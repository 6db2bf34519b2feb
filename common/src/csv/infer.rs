use serde::{Deserialize, Serialize};

/// Substrings that mark a header as a likely document body, in priority order.
pub const CONTENT_COLUMN_HINTS: [&str; 5] = ["content", "text", "description", "body", "question"];

/// Substrings that mark a header as a likely document identifier.
pub const ID_COLUMN_HINTS: [&str; 6] = ["id", "doc_id", "document_id", "paper_id", "article_id", "uuid"];

/// The role a CSV column plays once the file is ingested.
#[derive(Debug, Clone, Copy, PartialEq, Eq, Serialize, Deserialize)]
#[serde(rename_all = "snake_case")]
pub enum ColumnRole {
    /// Searchable, embedded document body.
    Content,
    /// Identifier of the resulting document.
    DocId,
    /// Everything else, stored as document metadata.
    Metadata,
}

impl ColumnRole {
    pub fn label(self) -> &'static str {
        match self {
            ColumnRole::Content => "content",
            ColumnRole::DocId => "doc_id",
            ColumnRole::Metadata => "metadata",
        }
    }
}

/// Picks the header that most likely holds the document body.
///
/// The first header (in header order) whose lowercase form contains any of
/// [`CONTENT_COLUMN_HINTS`] wins. Without a match the last header is used, and `None` is
/// returned only when there are no headers at all.
pub fn infer_content_column(headers: &[String]) -> Option<String> {
    first_hinted(headers, &CONTENT_COLUMN_HINTS)
        .or_else(|| headers.last())
        .cloned()
}

/// Picks the header that most likely holds a document id.
///
/// Unlike the content column there is no fallback: `None` tells the service to generate ids.
pub fn infer_id_column(headers: &[String]) -> Option<String> {
    first_hinted(headers, &ID_COLUMN_HINTS).cloned()
}

/// Role of `header` given the current column selection. The content column takes precedence
/// when the same header is selected for both roles.
pub fn classify_column(header: &str, content_column: &str, id_column: Option<&str>) -> ColumnRole {
    if header == content_column {
        ColumnRole::Content
    } else if id_column == Some(header) {
        ColumnRole::DocId
    } else {
        ColumnRole::Metadata
    }
}

fn first_hinted<'a>(headers: &'a [String], hints: &[&str]) -> Option<&'a String> {
    headers.iter().find(|header| {
        let lower = header.to_lowercase();
        hints.iter().any(|hint| lower.contains(hint))
    })
}
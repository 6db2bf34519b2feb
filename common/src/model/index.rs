//! Index names and the session's view of which indexes exist.

use std::fmt;
use std::sync::OnceLock;

use regex::Regex;
use serde::{Deserialize, Serialize};

use crate::api::{ApiError, ValidationError};

/// Shown when the service cannot list its indexes, so the selectors are never empty.
pub const FALLBACK_INDEXES: [&str; 3] = ["summarization-test", "documents", "knowledge-base"];

fn index_name_pattern() -> &'static Regex {
    static PATTERN: OnceLock<Regex> = OnceLock::new();
    PATTERN.get_or_init(|| Regex::new(r"^[a-z0-9_-]+$").expect("index name pattern is valid"))
}

/// A name accepted for index creation: lowercase letters, digits, `-` and `_`.
#[derive(Debug, Clone, PartialEq, Eq, Hash, Serialize)]
#[serde(transparent)]
pub struct IndexName(String);

impl IndexName {
    /// Validates a name typed by the operator. Surrounding whitespace is ignored.
    pub fn parse(raw: &str) -> Result<Self, ValidationError> {
        let name = raw.trim();
        if name.is_empty() {
            return Err(ValidationError::MissingField("an index name"));
        }
        if !index_name_pattern().is_match(name) {
            return Err(ValidationError::InvalidIndexName(name.to_string()));
        }
        Ok(Self(name.to_string()))
    }

    pub fn as_str(&self) -> &str {
        &self.0
    }
}

impl fmt::Display for IndexName {
    fn fmt(&self, f: &mut fmt::Formatter<'_>) -> fmt::Result {
        f.write_str(&self.0)
    }
}

/// `GET /api/indexes` answers either `{"indexes": [...]}` or a bare array.
#[derive(Debug, Clone, Deserialize)]
#[serde(untagged)]
pub enum IndexListing {
    Wrapped { indexes: Vec<String> },
    Bare(Vec<String>),
}

impl IndexListing {
    pub fn into_names(self) -> Vec<String> {
        match self {
            IndexListing::Wrapped { indexes } => indexes,
            IndexListing::Bare(names) => names,
        }
    }
}

/// Acknowledgement of a create or delete call.
#[derive(Debug, Clone, Default, PartialEq, Eq, Deserialize)]
#[serde(rename_all = "camelCase")]
pub struct IndexAck {
    #[serde(default)]
    pub success: Option<bool>,
    #[serde(default)]
    pub index_name: Option<String>,
    #[serde(default)]
    pub message: Option<String>,
}

/// Answer of `GET /api/indexes/{name}/exists`.
#[derive(Debug, Clone, PartialEq, Eq, Deserialize)]
#[serde(rename_all = "camelCase")]
pub struct IndexExists {
    #[serde(default)]
    pub index_name: Option<String>,
    pub exists: bool,
}

/// Ordered, duplicate-free list of index names known to this session.
///
/// The catalog is only a cache of the last listing; it is rebuilt on every refresh and never
/// edited locally.
#[derive(Debug, Clone, PartialEq, Eq)]
pub struct IndexCatalog {
    names: Vec<String>,
    fallback: bool,
}

impl Default for IndexCatalog {
    fn default() -> Self {
        Self::fallback()
    }
}

impl IndexCatalog {
    pub fn fallback() -> Self {
        Self {
            names: FALLBACK_INDEXES.iter().map(|s| s.to_string()).collect(),
            fallback: true,
        }
    }

    pub fn from_names(names: Vec<String>) -> Self {
        let mut unique: Vec<String> = Vec::with_capacity(names.len());
        for name in names {
            if !unique.contains(&name) {
                unique.push(name);
            }
        }
        Self {
            names: unique,
            fallback: false,
        }
    }

    /// Replaces the catalog with the outcome of a listing call. A failed listing installs the
    /// fallback names; the swallowed error is handed back so the caller can log it.
    pub fn apply_listing(&mut self, listing: Result<Vec<String>, ApiError>) -> Option<ApiError> {
        match listing {
            Ok(names) => {
                *self = Self::from_names(names);
                None
            }
            Err(err) => {
                *self = Self::fallback();
                Some(err)
            }
        }
    }

    pub fn names(&self) -> &[String] {
        &self.names
    }

    pub fn is_fallback(&self) -> bool {
        self.fallback
    }

    pub fn is_empty(&self) -> bool {
        self.names.is_empty()
    }

    pub fn contains(&self, name: &str) -> bool {
        self.names.iter().any(|n| n == name)
    }

    pub fn first(&self) -> Option<&str> {
        self.names.first().map(String::as_str)
    }

    /// Keeps `current` if it is still listed, otherwise proposes the first listed index.
    pub fn reconcile_selection(&self, current: Option<&str>) -> Option<String> {
        match current {
            Some(name) if self.contains(name) => Some(name.to_string()),
            _ => self.first().map(str::to_string),
        }
    }
}

#[cfg(test)]
mod tests {
    use super::*;
    use crate::api::Operation;

    #[test]
    fn index_name_accepts_lowercase_digits_hyphen_underscore() {
        assert_eq!(IndexName::parse("my-index_1").unwrap().as_str(), "my-index_1");
        assert_eq!(IndexName::parse("  docs  ").unwrap().as_str(), "docs");
    }

    #[test]
    fn index_name_rejects_everything_else() {
        assert_eq!(
            IndexName::parse("My Index!").unwrap_err(),
            ValidationError::InvalidIndexName("My Index!".to_string())
        );
        assert!(IndexName::parse("Docs").is_err());
        assert!(IndexName::parse("docs.v2").is_err());
        assert_eq!(
            IndexName::parse("   ").unwrap_err(),
            ValidationError::MissingField("an index name")
        );
    }

    #[test]
    fn listing_decodes_wrapped_and_bare_forms() {
        let wrapped: IndexListing =
            serde_json::from_str(r#"{"success":true,"indexes":["a","b"],"count":2}"#).unwrap();
        assert_eq!(wrapped.into_names(), vec!["a", "b"]);

        let bare: IndexListing = serde_json::from_str(r#"["c"]"#).unwrap();
        assert_eq!(bare.into_names(), vec!["c"]);
    }

    #[test]
    fn failed_listing_installs_fallback() {
        let mut catalog = IndexCatalog::from_names(vec!["papers".into()]);
        let swallowed = catalog.apply_listing(Err(ApiError::network(Operation::ListIndexes, "down")));

        assert!(swallowed.is_some_and(|e| e.is_network()));
        assert!(catalog.is_fallback());
        assert_eq!(catalog.names(), FALLBACK_INDEXES);
    }

    #[test]
    fn successful_listing_deduplicates_in_order() {
        let mut catalog = IndexCatalog::default();
        let swallowed = catalog.apply_listing(Ok(vec!["b".into(), "a".into(), "b".into()]));
        assert!(swallowed.is_none());
        assert!(!catalog.is_fallback());
        assert_eq!(catalog.names(), ["b", "a"]);
    }

    #[test]
    fn selection_survives_only_while_listed() {
        let catalog = IndexCatalog::from_names(vec!["a".into(), "b".into()]);
        assert_eq!(catalog.reconcile_selection(Some("b")).as_deref(), Some("b"));
        assert_eq!(catalog.reconcile_selection(Some("gone")).as_deref(), Some("a"));
        assert_eq!(catalog.reconcile_selection(None).as_deref(), Some("a"));
        assert_eq!(IndexCatalog::from_names(vec![]).reconcile_selection(None), None);
    }
}
use serde::{Deserialize, Serialize};

use crate::api::ValidationError;

use super::document::SearchHit;

pub const DEFAULT_RESULT_SIZE: u32 = 10;
pub const MAX_RESULT_SIZE: u32 = 50;
pub const DEFAULT_MIN_SCORE: f64 = 0.01;

/// Ranking strategy requested from the service.
#[derive(Debug, Clone, Copy, Default, PartialEq, Eq, Serialize, Deserialize)]
#[serde(rename_all = "SCREAMING_SNAKE_CASE")]
pub enum SearchType {
    #[default]
    Vector,
    Hybrid,
}

impl SearchType {
    pub fn label(self) -> &'static str {
        match self {
            SearchType::Vector => "Vector",
            SearchType::Hybrid => "Hybrid",
        }
    }
}

/// Body of `POST /api/rag/search` and `POST /api/rag/search/hybrid`.
#[derive(Debug, Clone, PartialEq, Serialize)]
#[serde(rename_all = "camelCase")]
pub struct SearchRequest {
    pub query: String,
    pub index_name: String,
    pub size: u32,
    pub min_score: f64,
    pub include_embeddings: bool,
}

impl SearchRequest {
    /// Starts a request with the default size, score threshold and no embeddings.
    pub fn new(query: &str, index_name: &str) -> Result<Self, ValidationError> {
        let (query, index_name) = require_query_and_index(query, index_name)?;
        Ok(Self {
            query,
            index_name,
            size: DEFAULT_RESULT_SIZE,
            min_score: DEFAULT_MIN_SCORE,
            include_embeddings: false,
        })
    }

    /// Result count, clamped to `1..=MAX_RESULT_SIZE`.
    pub fn size(mut self, size: u32) -> Self {
        self.size = size.clamp(1, MAX_RESULT_SIZE);
        self
    }

    /// Minimum similarity score, clamped to `0.0..=1.0`.
    pub fn min_score(mut self, min_score: f64) -> Self {
        self.min_score = clamp_score(min_score);
        self
    }

    pub fn include_embeddings(mut self, include: bool) -> Self {
        self.include_embeddings = include;
        self
    }
}

/// Answer of both search endpoints.
#[derive(Debug, Clone, Default, PartialEq, Deserialize)]
#[serde(rename_all = "camelCase")]
pub struct SearchResponse {
    #[serde(default)]
    pub query: Option<String>,
    #[serde(default, deserialize_with = "super::null_as_default")]
    pub results: Vec<SearchHit>,
    #[serde(default)]
    pub total_results: u64,
    #[serde(default)]
    pub success: Option<bool>,
}

/// What the results view should show for a successful response.
#[derive(Debug, Clone, Copy, PartialEq)]
pub enum ResultsState<'a> {
    /// The call succeeded but nothing matched. Not an error.
    Empty,
    Hits(&'a [SearchHit]),
}

impl SearchResponse {
    pub fn state(&self) -> ResultsState<'_> {
        if self.results.is_empty() {
            ResultsState::Empty
        } else {
            ResultsState::Hits(&self.results)
        }
    }
}

pub(crate) fn require_query_and_index(
    query: &str,
    index_name: &str,
) -> Result<(String, String), ValidationError> {
    let query = query.trim();
    if query.is_empty() {
        return Err(ValidationError::MissingField("a search query"));
    }
    let index_name = index_name.trim();
    if index_name.is_empty() {
        return Err(ValidationError::MissingField("an index"));
    }
    Ok((query.to_string(), index_name.to_string()))
}

pub(crate) fn clamp_score(score: f64) -> f64 {
    if score.is_nan() {
        DEFAULT_MIN_SCORE
    } else {
        score.clamp(0.0, 1.0)
    }
}

#[cfg(test)]
mod tests {
    use super::*;
    use serde_json::json;

    #[test]
    fn request_serializes_camel_case_with_defaults() {
        let request = SearchRequest::new(" transformers ", "papers").unwrap();
        assert_eq!(
            serde_json::to_value(&request).unwrap(),
            json!({
                "query": "transformers",
                "indexName": "papers",
                "size": 10,
                "minScore": 0.01,
                "includeEmbeddings": false
            })
        );
    }

    #[test]
    fn builder_clamps_values() {
        let request = SearchRequest::new("q", "i")
            .unwrap()
            .size(500)
            .min_score(1.5)
            .include_embeddings(true);
        assert_eq!(request.size, MAX_RESULT_SIZE);
        assert_eq!(request.min_score, 1.0);
        assert!(request.include_embeddings);
        assert_eq!(SearchRequest::new("q", "i").unwrap().size(0).size, 1);
        assert_eq!(SearchRequest::new("q", "i").unwrap().min_score(f64::NAN).min_score, DEFAULT_MIN_SCORE);
    }

    #[test]
    fn blank_query_or_index_is_rejected() {
        assert_eq!(
            SearchRequest::new("  ", "papers").unwrap_err(),
            ValidationError::MissingField("a search query")
        );
        assert_eq!(
            SearchRequest::new("q", "").unwrap_err(),
            ValidationError::MissingField("an index")
        );
    }

    #[test]
    fn zero_results_is_the_empty_state() {
        let response: SearchResponse =
            serde_json::from_value(json!({"totalResults": 0, "results": []})).unwrap();
        assert_eq!(response.state(), ResultsState::Empty);

        let response: SearchResponse = serde_json::from_value(json!({"results": null})).unwrap();
        assert_eq!(response.state(), ResultsState::Empty);
    }

    #[test]
    fn hits_are_exposed_in_order() {
        let response: SearchResponse = serde_json::from_value(json!({
            "query": "q",
            "totalResults": 2,
            "success": true,
            "results": [
                {"score": 0.9, "document": {"content": "first"}},
                {"score": 0.4, "document": {"content": "second"}}
            ]
        }))
        .unwrap();

        match response.state() {
            ResultsState::Hits(hits) => {
                assert_eq!(hits.len(), 2);
                assert_eq!(hits[0].document.content, "first");
            }
            ResultsState::Empty => panic!("expected hits"),
        }
    }

    #[test]
    fn search_type_uses_service_casing() {
        assert_eq!(serde_json::to_value(SearchType::Hybrid).unwrap(), json!("HYBRID"));
    }
}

■ ■ ■

• [WHAT IS REQUIRED] Search the entries for the word "const" and copy every line that has it.

• [YOUR RESPONSE]
pub const CONTENT_COLUMN_HINTS: [&str; 5] = ["content", "text", "description", "body", "question"];
pub const ID_COLUMN_HINTS: [&str; 6] = ["id", "doc_id", "document_id", "paper_id", "article_id", "uuid"];
pub const FALLBACK_INDEXES: [&str; 3] = ["summarization-test", "documents", "knowledge-base"];
pub const DEFAULT_RESULT_SIZE: u32 = 10;
pub const MAX_RESULT_SIZE: u32 = 50;
pub const DEFAULT_MIN_SCORE: f64 = 0.01;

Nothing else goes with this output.